[Prompt] What you return should be every line of the material, unchanged.

[Given information — start]

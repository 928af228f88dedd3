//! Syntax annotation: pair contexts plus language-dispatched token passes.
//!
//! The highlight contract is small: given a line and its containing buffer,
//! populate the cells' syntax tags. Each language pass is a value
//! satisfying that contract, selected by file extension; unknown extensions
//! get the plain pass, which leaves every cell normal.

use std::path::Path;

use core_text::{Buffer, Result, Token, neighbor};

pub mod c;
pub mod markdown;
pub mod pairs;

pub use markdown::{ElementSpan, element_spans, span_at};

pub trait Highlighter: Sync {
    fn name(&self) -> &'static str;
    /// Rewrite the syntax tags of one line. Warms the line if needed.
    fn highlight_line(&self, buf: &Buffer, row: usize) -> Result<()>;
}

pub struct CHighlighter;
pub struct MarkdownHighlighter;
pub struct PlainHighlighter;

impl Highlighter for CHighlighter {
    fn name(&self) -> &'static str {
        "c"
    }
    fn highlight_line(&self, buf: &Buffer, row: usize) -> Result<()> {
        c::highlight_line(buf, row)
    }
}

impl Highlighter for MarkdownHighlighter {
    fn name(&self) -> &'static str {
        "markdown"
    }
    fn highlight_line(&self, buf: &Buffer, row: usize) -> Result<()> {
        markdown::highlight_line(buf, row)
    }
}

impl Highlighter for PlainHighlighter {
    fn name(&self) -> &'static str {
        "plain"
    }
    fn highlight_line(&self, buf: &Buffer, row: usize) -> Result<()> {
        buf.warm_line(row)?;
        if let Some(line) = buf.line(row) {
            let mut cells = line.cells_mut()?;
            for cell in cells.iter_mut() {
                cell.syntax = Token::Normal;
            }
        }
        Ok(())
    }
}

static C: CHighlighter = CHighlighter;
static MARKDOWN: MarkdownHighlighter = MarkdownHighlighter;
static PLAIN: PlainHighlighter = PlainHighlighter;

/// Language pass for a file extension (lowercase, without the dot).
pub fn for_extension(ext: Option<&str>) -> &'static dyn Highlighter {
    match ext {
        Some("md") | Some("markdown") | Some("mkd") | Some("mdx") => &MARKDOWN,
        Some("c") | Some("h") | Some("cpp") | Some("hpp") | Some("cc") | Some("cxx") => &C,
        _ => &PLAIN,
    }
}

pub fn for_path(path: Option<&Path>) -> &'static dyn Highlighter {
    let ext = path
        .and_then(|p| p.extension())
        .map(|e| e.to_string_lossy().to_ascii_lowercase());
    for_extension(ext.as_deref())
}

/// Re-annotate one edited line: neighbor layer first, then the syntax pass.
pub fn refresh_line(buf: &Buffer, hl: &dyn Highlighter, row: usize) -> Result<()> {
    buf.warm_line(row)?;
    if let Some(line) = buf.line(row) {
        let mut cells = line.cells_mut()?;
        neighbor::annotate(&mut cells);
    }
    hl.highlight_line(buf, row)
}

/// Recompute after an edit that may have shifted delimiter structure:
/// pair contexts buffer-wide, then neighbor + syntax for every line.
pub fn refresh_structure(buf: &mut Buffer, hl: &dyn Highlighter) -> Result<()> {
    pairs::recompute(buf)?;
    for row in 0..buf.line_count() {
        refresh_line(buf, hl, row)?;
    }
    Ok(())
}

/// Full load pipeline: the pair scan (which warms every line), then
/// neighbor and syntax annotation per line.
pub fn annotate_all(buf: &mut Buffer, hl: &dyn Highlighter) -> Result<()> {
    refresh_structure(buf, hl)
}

[Given information — finish]

[Answer area]
repository 928af228f88dedd3
//! Syntax annotation: pair contexts plus language-dispatched token passes.
//!
//! The highlight contract is small: given a line and its containing buffer,
//! populate the cells' syntax tags. Each language pass is a value
//! satisfying that contract, selected by file extension; unknown extensions
//! get the plain pass, which leaves every cell normal.

use std::path::Path;

use core_text::{Buffer, Result, Token, neighbor};

pub mod c;
pub mod markdown;
pub mod pairs;

pub use markdown::{ElementSpan, element_spans, span_at};

pub trait Highlighter: Sync {
    fn name(&self) -> &'static str;
    /// Rewrite the syntax tags of one line. Warms the line if needed.
    fn highlight_line(&self, buf: &Buffer, row: usize) -> Result<()>;
}

pub struct CHighlighter;
pub struct MarkdownHighlighter;
pub struct PlainHighlighter;

impl Highlighter for CHighlighter {
    fn name(&self) -> &'static str {
        "c"
    }
    fn highlight_line(&self, buf: &Buffer, row: usize) -> Result<()> {
        c::highlight_line(buf, row)
    }
}

impl Highlighter for MarkdownHighlighter {
    fn name(&self) -> &'static str {
        "markdown"
    }
    fn highlight_line(&self, buf: &Buffer, row: usize) -> Result<()> {
        markdown::highlight_line(buf, row)
    }
}

impl Highlighter for PlainHighlighter {
    fn name(&self) -> &'static str {
        "plain"
    }
    fn highlight_line(&self, buf: &Buffer, row: usize) -> Result<()> {
        buf.warm_line(row)?;
        if let Some(line) = buf.line(row) {
            let mut cells = line.cells_mut()?;
            for cell in cells.iter_mut() {
                cell.syntax = Token::Normal;
            }
        }
        Ok(())
    }
}

static C: CHighlighter = CHighlighter;
static MARKDOWN: MarkdownHighlighter = MarkdownHighlighter;
static PLAIN: PlainHighlighter = PlainHighlighter;

/// Language pass for a file extension (lowercase, without the dot).
pub fn for_extension(ext: Option<&str>) -> &'static dyn Highlighter {
    match ext {
        Some("md") | Some("markdown") | Some("mkd") | Some("mdx") => &MARKDOWN,
        Some("c") | Some("h") | Some("cpp") | Some("hpp") | Some("cc") | Some("cxx") => &C,
        _ => &PLAIN,
    }
}

pub fn for_path(path: Option<&Path>) -> &'static dyn Highlighter {
    let ext = path
        .and_then(|p| p.extension())
        .map(|e| e.to_string_lossy().to_ascii_lowercase());
    for_extension(ext.as_deref())
}

/// Re-annotate one edited line: neighbor layer first, then the syntax pass.
pub fn refresh_line(buf: &Buffer, hl: &dyn Highlighter, row: usize) -> Result<()> {
    buf.warm_line(row)?;
    if let Some(line) = buf.line(row) {
        let mut cells = line.cells_mut()?;
        neighbor::annotate(&mut cells);
    }
    hl.highlight_line(buf, row)
}

/// Recompute after an edit that may have shifted delimiter structure:
/// pair contexts buffer-wide, then neighbor + syntax for every line.
pub fn refresh_structure(buf: &mut Buffer, hl: &dyn Highlighter) -> Result<()> {
    pairs::recompute(buf)?;
    for row in 0..buf.line_count() {
        refresh_line(buf, hl, row)?;
    }
    Ok(())
}

/// Full load pipeline: the pair scan (which warms every line), then
/// neighbor and syntax annotation per line.
pub fn annotate_all(buf: &mut Buffer, hl: &dyn Highlighter) -> Result<()> {
    refresh_structure(buf, hl)
}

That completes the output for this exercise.